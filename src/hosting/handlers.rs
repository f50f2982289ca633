use super::*;
use crate::game::Arithmetic;
use crate::game::Match;
use crate::*;
use actix_web::HttpRequest;
use actix_web::HttpResponse;
use actix_web::Responder;
use actix_web::web;
use serde::Serialize;

/// Structural errors become 400s carrying the error text.
/// Soft refusals are ordinary 200s with `success: false`.
fn reply<T>(result: Result<T, Invalid>) -> HttpResponse
where
    T: Serialize,
{
    match result {
        Ok(body) => HttpResponse::Ok().json(body),
        Err(e) => {
            log::debug!("rejected request: {}", e);
            HttpResponse::BadRequest().body(e.to_string())
        }
    }
}

pub async fn health() -> impl Responder {
    HttpResponse::Ok().json(serde_json::json!({ "status": "ok" }))
}

pub async fn join(registry: web::Data<Registry>, req: web::Json<JoinRequest>) -> impl Responder {
    let req = req.into_inner();
    reply(registry.join(req.username).await.map(JoinResponse::from))
}

pub async fn leave(registry: web::Data<Registry>, req: web::Json<LeaveRequest>) -> impl Responder {
    reply(
        registry
            .leave(req.match_id, req.player_id)
            .await
            .map(|()| serde_json::json!({})),
    )
}

/// Always 200: a start racing another start is not the client's fault.
pub async fn start(registry: web::Data<Registry>, req: web::Json<StartRequest>) -> impl Responder {
    registry.into_inner().start(req.match_id).await;
    HttpResponse::Ok().json(serde_json::json!({}))
}

pub async fn credit(
    registry: web::Data<Registry>,
    req: web::Json<TransferRequest>,
) -> impl Responder {
    reply(registry.credit(req.match_id, req.player_id, req.value).await)
}

pub async fn deposit(
    registry: web::Data<Registry>,
    req: web::Json<TransferRequest>,
) -> impl Responder {
    reply(registry.deposit(req.match_id, req.player_id, req.value).await)
}

pub async fn lottery(
    registry: web::Data<Registry>,
    req: web::Json<LotteryRequest>,
) -> impl Responder {
    reply(
        registry
            .lottery(req.match_id, req.player_id, req.cell_index)
            .await
            .map(LotteryResponse::from),
    )
}

pub async fn question(
    registry: web::Data<Registry>,
    req: web::Json<QuestionRequest>,
) -> impl Responder {
    reply(
        registry
            .generate_question(req.match_id, req.player_id, req.bid_points)
            .await
            .map(QuestionResponse::from),
    )
}

pub async fn answer(registry: web::Data<Registry>, req: web::Json<AnswerRequest>) -> impl Responder {
    reply(
        registry
            .answer_question(req.match_id, req.player_id, req.question_id, req.answer)
            .await
            .map(AnswerResponse::from),
    )
}

/// Upgrades to a WebSocket carrying every event of the match as JSON text.
/// The handshake is checked before the feed is attached, so a botched
/// upgrade never replaces a player's working stream.
pub async fn stream(
    registry: web::Data<Registry>,
    path: web::Path<(ID<Match>, ID<Player>)>,
    body: web::Payload,
    req: HttpRequest,
) -> impl Responder {
    let (game, player) = path.into_inner();
    match actix_ws::handle(&req, body) {
        Ok((response, session, messages)) => match registry.stream(game, player).await {
            Ok(feed) => {
                log::info!("[match {}] {} connected", game, player);
                bridge(feed, session, messages);
                response.map_into_left_body()
            }
            Err(e) => HttpResponse::BadRequest()
                .body(e.to_string())
                .map_into_right_body(),
        },
        Err(e) => {
            log::debug!("[match {}] {} failed the upgrade: {}", game, player, e);
            HttpResponse::from_error(e).map_into_right_body()
        }
    }
}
◇ ◇ ◇
Which lines above hold the word "carrying"? Copy each of them.

/// Structural errors become 400s carrying the error text.
/// Upgrades to a WebSocket carrying every event of the match as JSON text.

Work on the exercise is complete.